= Task prompt =
Exactly and only the lines from the one containing "mod slot_formatter;" through the close of the entries below are to be set down.

START Dataset excerpts

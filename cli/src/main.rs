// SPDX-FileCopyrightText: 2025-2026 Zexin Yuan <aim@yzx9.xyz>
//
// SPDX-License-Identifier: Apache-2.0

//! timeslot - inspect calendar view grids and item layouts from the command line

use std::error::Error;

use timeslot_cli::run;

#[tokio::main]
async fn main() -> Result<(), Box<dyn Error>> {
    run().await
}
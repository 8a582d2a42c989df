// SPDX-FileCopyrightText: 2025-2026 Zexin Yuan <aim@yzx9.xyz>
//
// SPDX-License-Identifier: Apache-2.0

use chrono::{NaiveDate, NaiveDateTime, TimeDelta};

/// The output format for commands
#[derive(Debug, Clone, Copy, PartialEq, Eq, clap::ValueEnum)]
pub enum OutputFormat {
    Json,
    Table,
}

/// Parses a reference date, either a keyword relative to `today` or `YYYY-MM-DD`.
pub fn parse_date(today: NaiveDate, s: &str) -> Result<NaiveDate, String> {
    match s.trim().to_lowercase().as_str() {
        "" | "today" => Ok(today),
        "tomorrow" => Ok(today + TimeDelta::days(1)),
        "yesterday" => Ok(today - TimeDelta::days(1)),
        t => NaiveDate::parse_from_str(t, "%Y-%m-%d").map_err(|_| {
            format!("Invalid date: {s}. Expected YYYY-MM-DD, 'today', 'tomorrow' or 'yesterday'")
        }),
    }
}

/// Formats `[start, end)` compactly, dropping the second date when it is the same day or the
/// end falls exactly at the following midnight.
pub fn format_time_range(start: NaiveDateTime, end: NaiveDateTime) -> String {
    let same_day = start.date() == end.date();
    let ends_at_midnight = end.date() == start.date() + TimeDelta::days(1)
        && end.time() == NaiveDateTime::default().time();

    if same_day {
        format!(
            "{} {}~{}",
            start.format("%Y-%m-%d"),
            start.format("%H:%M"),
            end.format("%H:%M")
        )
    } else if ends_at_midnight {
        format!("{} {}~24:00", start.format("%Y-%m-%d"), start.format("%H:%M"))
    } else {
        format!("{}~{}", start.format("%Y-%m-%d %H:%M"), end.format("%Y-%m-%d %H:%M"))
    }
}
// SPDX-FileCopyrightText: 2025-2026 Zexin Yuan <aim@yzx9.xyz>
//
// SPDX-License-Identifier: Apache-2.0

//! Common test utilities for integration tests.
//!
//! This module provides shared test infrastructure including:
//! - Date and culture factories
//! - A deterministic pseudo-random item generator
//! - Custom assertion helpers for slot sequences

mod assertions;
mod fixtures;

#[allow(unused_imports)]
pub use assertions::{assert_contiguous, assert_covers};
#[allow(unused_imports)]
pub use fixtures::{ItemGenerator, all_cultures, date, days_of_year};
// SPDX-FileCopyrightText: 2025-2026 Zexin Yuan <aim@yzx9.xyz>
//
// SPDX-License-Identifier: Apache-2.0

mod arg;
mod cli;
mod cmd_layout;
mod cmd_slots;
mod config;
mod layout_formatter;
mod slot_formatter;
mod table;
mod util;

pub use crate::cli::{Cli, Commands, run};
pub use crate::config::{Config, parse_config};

END Dataset excerpts

= Output of the task =
mod slot_formatter;
mod table;
mod util;

pub use crate::cli::{Cli, Commands, run};
pub use crate::config::{Config, parse_config};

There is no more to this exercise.